Antigen-specific T-cell clones were obtained from mice immunized with Fusobacterium nucleatum ATCC 10953 and/or Porphyromonas gingivalis 381. 10 BALB/c mice per group were immunized with F. nucleatum followed by P. gingivalis, or with P. gingivalis alone by intraperitoneal injection of viable microorganisms. Spleen T cells were isolated and stimulated in vitro with viable P. gingivalis cells to establish P. gingivalis-specific T-cell clones. T-cell phenotypes and cytokine profiles were determined along with T-cell responsiveness to F. nucleatum or P. gingivalis. Serum immunoglobulin G antibody titers to F. nucleatum or P. gingivalis were also determined by enzyme-linked immunosorbent assay. All the T-cell clones derived from mice immunized with F. nucleatum followed by P. gingivalis demonstrated Th2 subsets, while those from mice immunized with P. gingivalis alone demonstrated Th1 subsets based on the flow cytometric analysis and cytokine profiles. All T-cell clones from both groups were cross-reactive to both P. gingivalis and F. nucleatum antigens. Phenotypes of T-cell clones were all positive for CD4. Mean post-immune serum IgG antibody levels to F. nucleatum or P. gingivalis were significantly higher than the pre-immune levels (P < 0.05, P < 0.01, respectively). There were no significant differences in the antibody titers between the two groups. It was concluded that P. gingivalis-specific T cells initially primed by cross-reactive F. nucleatum antigens were polarized to Th2 subset, while T cells stimulated with P. gingivalis alone maintained the profile of Th1 subset.

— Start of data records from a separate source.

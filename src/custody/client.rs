// SPDX-License-Identifier: AGPL-3.0-or-later
//
// Copyright (C) 2026 Relational Network

//! Custody service client.
//!
//! Wallet mutations require a signed user action: every mutating call runs
//! the four-round challenge protocol (Init → Sign → Complete → Execute)
//! before the actual request goes out with the resulting one-time token.
//! Read calls skip the protocol.

use std::{future::Future, time::Duration};

use reqwest::Client;
use serde::Deserialize;
use serde_json::{json, Value};
use tracing::debug;

use super::signer::CredentialSigner;
use crate::config::{env_optional, env_or_default, env_required};

const DEFAULT_BASE_URL: &str = "https://api.custody.example.com";

/// Header carrying the one-time user-action token on mutating requests.
const USER_ACTION_HEADER: &str = "X-User-Action";

/// Round of the signed-challenge protocol an error surfaced in.
#[derive(Debug, Clone, Copy, PartialEq, Eq)]
pub enum ProtocolRound {
    Init,
    Sign,
    Complete,
    Execute,
}

impl std::fmt::Display for ProtocolRound {
    fn fmt(&self, f: &mut std::fmt::Formatter<'_>) -> std::fmt::Result {
        let name = match self {
            Self::Init => "init",
            Self::Sign => "sign",
            Self::Complete => "complete",
            Self::Execute => "execute",
        };
        f.write_str(name)
    }
}

#[derive(Debug, thiserror::Error)]
pub enum CustodyError {
    #[error("custody configuration missing: {0}")]
    MissingConfig(String),

    #[error("custody signing failed: {0}")]
    Signing(String),

    #[error("custody {round} round rejected (status {status}): {message}")]
    Protocol {
        round: ProtocolRound,
        status: u16,
        message: String,
    },

    #[error("custody service unavailable: {0}")]
    Unavailable(String),

    #[error("custody response was invalid: {0}")]
    InvalidResponse(String),
}

/// Wallet as reported by the custodian.
#[derive(Debug, Clone, Deserialize)]
pub struct CustodianWallet {
    pub id: String,
    #[serde(default)]
    pub address: Option<String>,
    pub network: String,
    #[serde(default)]
    pub status: Option<String>,
}

/// Seam for wallet provisioning and reconciliation. The production
/// implementation is [`CustodyClient`]; tests substitute scripted fakes.
pub trait CustodyProvider {
    /// Create a wallet on the given network, tagged with our external id.
    fn create_wallet(
        &self,
        network: &str,
        external_id: &str,
    ) -> impl Future<Output = Result<CustodianWallet, CustodyError>> + Send;

    /// All custodian wallets tagged with the external id.
    fn list_wallets(
        &self,
        external_id: &str,
    ) -> impl Future<Output = Result<Vec<CustodianWallet>, CustodyError>> + Send;

    /// Confirmatory single-wallet lookup. `Ok(None)` means the custodian
    /// definitively reports the wallet gone.
    fn get_wallet(
        &self,
        wallet_id: &str,
    ) -> impl Future<Output = Result<Option<CustodianWallet>, CustodyError>> + Send;
}

/// HTTP client for the custody service.
pub struct CustodyClient {
    base_url: String,
    org_id: String,
    auth_token: String,
    signer: CredentialSigner,
    http: Client,
}

#[derive(Debug, Deserialize)]
struct ChallengeResponse {
    challenge: String,
    #[serde(rename = "challengeIdentifier")]
    challenge_identifier: String,
}

#[derive(Debug, Deserialize)]
struct UserActionResponse {
    #[serde(rename = "userAction")]
    user_action: String,
}

impl CustodyClient {
    /// True when every variable needed for provisioning is present.
    pub fn is_configured() -> bool {
        use crate::config::env_present;
        env_present("CUSTODY_ORG_ID")
            && env_present("CUSTODY_AUTH_TOKEN")
            && env_present("CUSTODY_CRED_ID")
            && env_present("CUSTODY_ORIGIN")
            && (env_present("CUSTODY_SIGNING_KEY_PEM") || env_present("CUSTODY_SIGNING_KEY_PATH"))
    }

    pub fn from_env() -> Result<Self, CustodyError> {
        let base_url = env_or_default("CUSTODY_BASE_URL", DEFAULT_BASE_URL);
        let org_id = env_required("CUSTODY_ORG_ID").map_err(CustodyError::MissingConfig)?;
        let auth_token = env_required("CUSTODY_AUTH_TOKEN").map_err(CustodyError::MissingConfig)?;
        let credential_id = env_required("CUSTODY_CRED_ID").map_err(CustodyError::MissingConfig)?;
        let origin = env_required("CUSTODY_ORIGIN").map_err(CustodyError::MissingConfig)?;
        let pem = load_signing_key_pem()?;
        let signer = CredentialSigner::from_pem(credential_id, origin, &pem)?;

        let http = Client::builder()
            .timeout(Duration::from_secs(15))
            .build()
            .map_err(|e| CustodyError::Unavailable(format!("failed to build HTTP client: {e}")))?;

        Ok(Self {
            base_url,
            org_id,
            auth_token,
            signer,
            http,
        })
    }

    // =========================================================================
    // Signed User-Action Protocol
    // =========================================================================

    /// Run rounds Init → Sign → Complete for the given intended request and
    /// return the one-time user-action token.
    async fn user_action_token(
        &self,
        method: &str,
        path: &str,
        body: &Value,
    ) -> Result<String, CustodyError> {
        // Init: announce the intended request, receive a challenge.
        let payload = serde_json::to_string(body)
            .map_err(|e| CustodyError::Signing(format!("payload serialization: {e}")))?;
        let init_body = json!({
            "userActionPayload": payload,
            "userActionHttpMethod": method,
            "userActionHttpPath": path,
        });
        let challenge: ChallengeResponse = self
            .post_json(ProtocolRound::Init, "/auth/action/init", &init_body, None)
            .await?;

        // Sign: local round, no network.
        let assertion = self.signer.sign(&challenge.challenge)?;

        // Complete: exchange the assertion for the token.
        let complete_body = json!({
            "challengeIdentifier": challenge.challenge_identifier,
            "firstFactor": {
                "kind": "Key",
                "credentialAssertion": {
                    "credId": assertion.credential_id,
                    "clientData": assertion.client_data,
                    "signature": assertion.signature,
                }
            }
        });
        let action: UserActionResponse = self
            .post_json(ProtocolRound::Complete, "/auth/action", &complete_body, None)
            .await?;

        Ok(action.user_action)
    }

    async fn post_json<T: serde::de::DeserializeOwned>(
        &self,
        round: ProtocolRound,
        path: &str,
        body: &Value,
        user_action: Option<&str>,
    ) -> Result<T, CustodyError> {
        let url = format!("{}{path}", self.base_url.trim_end_matches('/'));
        let mut request = self
            .http
            .post(&url)
            .bearer_auth(&self.auth_token)
            .json(body);
        if let Some(token) = user_action {
            request = request.header(USER_ACTION_HEADER, token);
        }

        let response = request
            .send()
            .await
            .map_err(|e| CustodyError::Unavailable(e.to_string()))?;

        let status = response.status();
        if !status.is_success() {
            let message = response.text().await.unwrap_or_default();
            return Err(CustodyError::Protocol {
                round,
                status: status.as_u16(),
                message,
            });
        }

        response
            .json::<T>()
            .await
            .map_err(|e| CustodyError::InvalidResponse(e.to_string()))
    }

    async fn get_json(&self, path: &str) -> Result<reqwest::Response, CustodyError> {
        let url = format!("{}{path}", self.base_url.trim_end_matches('/'));
        self.http
            .get(&url)
            .bearer_auth(&self.auth_token)
            .send()
            .await
            .map_err(|e| CustodyError::Unavailable(e.to_string()))
    }
}

impl CustodyProvider for CustodyClient {
    async fn create_wallet(
        &self,
        network: &str,
        external_id: &str,
    ) -> Result<CustodianWallet, CustodyError> {
        let path = format!("/orgs/{}/wallets", self.org_id);
        let body = json!({
            "network": network,
            "externalId": external_id,
        });

        let token = self.user_action_token("POST", &path, &body).await?;
        debug!(network, external_id, "executing signed wallet creation");

        self.post_json(ProtocolRound::Execute, &path, &body, Some(&token))
            .await
    }

    async fn list_wallets(&self, external_id: &str) -> Result<Vec<CustodianWallet>, CustodyError> {
        let path = format!("/orgs/{}/wallets?externalId={external_id}", self.org_id);
        let response = self.get_json(&path).await?;

        let status = response.status();
        if !status.is_success() {
            let message = response.text().await.unwrap_or_default();
            return Err(CustodyError::Protocol {
                round: ProtocolRound::Execute,
                status: status.as_u16(),
                message,
            });
        }

        #[derive(Deserialize)]
        struct WalletList {
            items: Vec<CustodianWallet>,
        }
        let list: WalletList = response
            .json()
            .await
            .map_err(|e| CustodyError::InvalidResponse(e.to_string()))?;
        Ok(list.items)
    }

    async fn get_wallet(&self, wallet_id: &str) -> Result<Option<CustodianWallet>, CustodyError> {
        let path = format!("/orgs/{}/wallets/{wallet_id}", self.org_id);
        let response = self.get_json(&path).await?;

        let status = response.status();
        if status.as_u16() == 404 {
            return Ok(None);
        }
        if !status.is_success() {
            let message = response.text().await.unwrap_or_default();
            return Err(CustodyError::Protocol {
                round: ProtocolRound::Execute,
                status: status.as_u16(),
                message,
            });
        }

        response
            .json::<CustodianWallet>()
            .await
            .map(Some)
            .map_err(|e| CustodyError::InvalidResponse(e.to_string()))
    }
}

fn load_signing_key_pem() -> Result<String, CustodyError> {
    if let Some(pem) = env_optional("CUSTODY_SIGNING_KEY_PEM") {
        // Allow `\n`-escaped single-line values from env files.
        return Ok(pem.replace("\\n", "\n"));
    }
    if let Some(path) = env_optional("CUSTODY_SIGNING_KEY_PATH") {
        return std::fs::read_to_string(&path).map_err(|e| {
            CustodyError::MissingConfig(format!("cannot read CUSTODY_SIGNING_KEY_PATH {path}: {e}"))
        });
    }
    Err(CustodyError::MissingConfig(
        "CUSTODY_SIGNING_KEY_PEM or CUSTODY_SIGNING_KEY_PATH".to_string(),
    ))
}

Repeat bacterial challenge in a subcutaneous chamber model results in augmented tumour necrosis factor-alpha and interferon-gamma response, and suppression of interleukin-10

The present study compared the effect of a single or a repeat challenge with the Gram-negative pathogen Porphyromonas gingivalis on the local inflammatory response within subcutaneous chamber model in mice. Subcutaneous chambers were implanted 2 weeks prior to the final challenge. The repeat-challenge (REP) group received two intrachamber bacterial injections 14 days apart, while the single-injection group (SIN) received only a single bacterial challenge. Injection of saline was used as the control. The cellular contents of the chamber exudates were used for differential cell counts, and the supernatants were analysed for tumour necrosis factor-alpha (TNF-alpha), interferon-gamma (IFN-gamma), and interleukin (IL)-10 levels. Immunoglobulin G1 (IgG1) and IgG2a levels to P. gingivalis in the exudates were also determined. The results showed that the leucocyte counts increased significantly post-challenge, and the REP group showed the highest number of lymphocytes and neutrophils. Both P. gingivalis-challenged groups exhibited significant increase in TNF-alpha and IL-10 levels at day 1 post-challenge. TNF-alpha levels in the chamber exudate were threefold higher in the REP group compared with the SIN group on day 1 post-challenge (P < 0.05). In contrast, IL-10 levels were significantly lower in the REP group 1 day post-challenge compared with the SIN group. The REP group had significantly higher levels of IFN-gamma at baseline, and this difference remained significant 1 day post-challenge. Analysis of antibody levels to P. gingivalis showed that while the control and the SIN groups had no anti-P. gingivalis IgG in the chamber exudate during the 7-day study period, the REP group showed high anti-P. gingivalis IgG levels. In addition, the titres of IgG2a were fivefold higher than the IgG1 titres. The results showed that a repeat local challenge with P. gingivalis augmented the proinflammatory cytokines TNF-alpha and IFN-gamma, while inhibiting the accumulation of the anti-inflammatory cytokine IL-10. This shift towards a T helper 1 (Th1)-dominant response was reflected in the relatively high anti-P. gingivalis IgG2a titres in the local inflammatory environment 7 days post-challenge.